INSTRUCTIONS TO FOLLOW. Please restate, word for word, the lines below that begin at the one with "Invalid notional amount." and end at the one with "The invalid value". Leave out all other lines.

SUPPLIED ENTRIES.
::::

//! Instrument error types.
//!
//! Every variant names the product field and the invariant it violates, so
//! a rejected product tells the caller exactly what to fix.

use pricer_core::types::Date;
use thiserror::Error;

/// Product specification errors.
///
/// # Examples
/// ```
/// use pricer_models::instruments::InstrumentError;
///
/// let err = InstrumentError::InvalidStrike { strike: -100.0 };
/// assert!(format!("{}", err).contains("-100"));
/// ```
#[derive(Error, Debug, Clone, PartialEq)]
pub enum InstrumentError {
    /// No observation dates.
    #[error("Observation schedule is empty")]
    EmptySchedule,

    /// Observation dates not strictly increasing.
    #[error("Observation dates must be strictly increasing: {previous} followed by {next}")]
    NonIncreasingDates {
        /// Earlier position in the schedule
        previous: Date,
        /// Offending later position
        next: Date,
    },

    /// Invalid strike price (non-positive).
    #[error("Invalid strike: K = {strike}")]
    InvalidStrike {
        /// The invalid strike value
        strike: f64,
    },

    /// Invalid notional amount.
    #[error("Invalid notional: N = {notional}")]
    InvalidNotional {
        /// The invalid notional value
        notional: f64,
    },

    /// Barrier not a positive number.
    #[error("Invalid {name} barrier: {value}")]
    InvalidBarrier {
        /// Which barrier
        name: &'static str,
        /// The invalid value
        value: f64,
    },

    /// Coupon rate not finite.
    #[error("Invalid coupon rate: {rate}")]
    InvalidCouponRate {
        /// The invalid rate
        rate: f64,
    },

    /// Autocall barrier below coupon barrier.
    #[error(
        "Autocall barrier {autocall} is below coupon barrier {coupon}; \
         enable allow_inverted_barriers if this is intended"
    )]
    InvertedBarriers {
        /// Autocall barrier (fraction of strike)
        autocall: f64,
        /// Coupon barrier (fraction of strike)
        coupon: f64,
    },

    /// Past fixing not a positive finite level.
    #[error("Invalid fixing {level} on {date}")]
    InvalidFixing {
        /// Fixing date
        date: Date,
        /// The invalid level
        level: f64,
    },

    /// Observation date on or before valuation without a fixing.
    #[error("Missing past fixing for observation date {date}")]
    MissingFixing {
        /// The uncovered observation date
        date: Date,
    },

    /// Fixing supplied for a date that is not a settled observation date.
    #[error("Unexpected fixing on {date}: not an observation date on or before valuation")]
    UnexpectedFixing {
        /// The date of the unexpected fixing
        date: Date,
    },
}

::::

ANSWER TO THIS TASK.
    /// Invalid notional amount.
    #[error("Invalid notional: N = {notional}")]
    InvalidNotional {
        /// The invalid notional value
        notional: f64,
    },

    /// Barrier not a positive number.
    #[error("Invalid {name} barrier: {value}")]
    InvalidBarrier {
        /// Which barrier
        name: &'static str,
        /// The invalid value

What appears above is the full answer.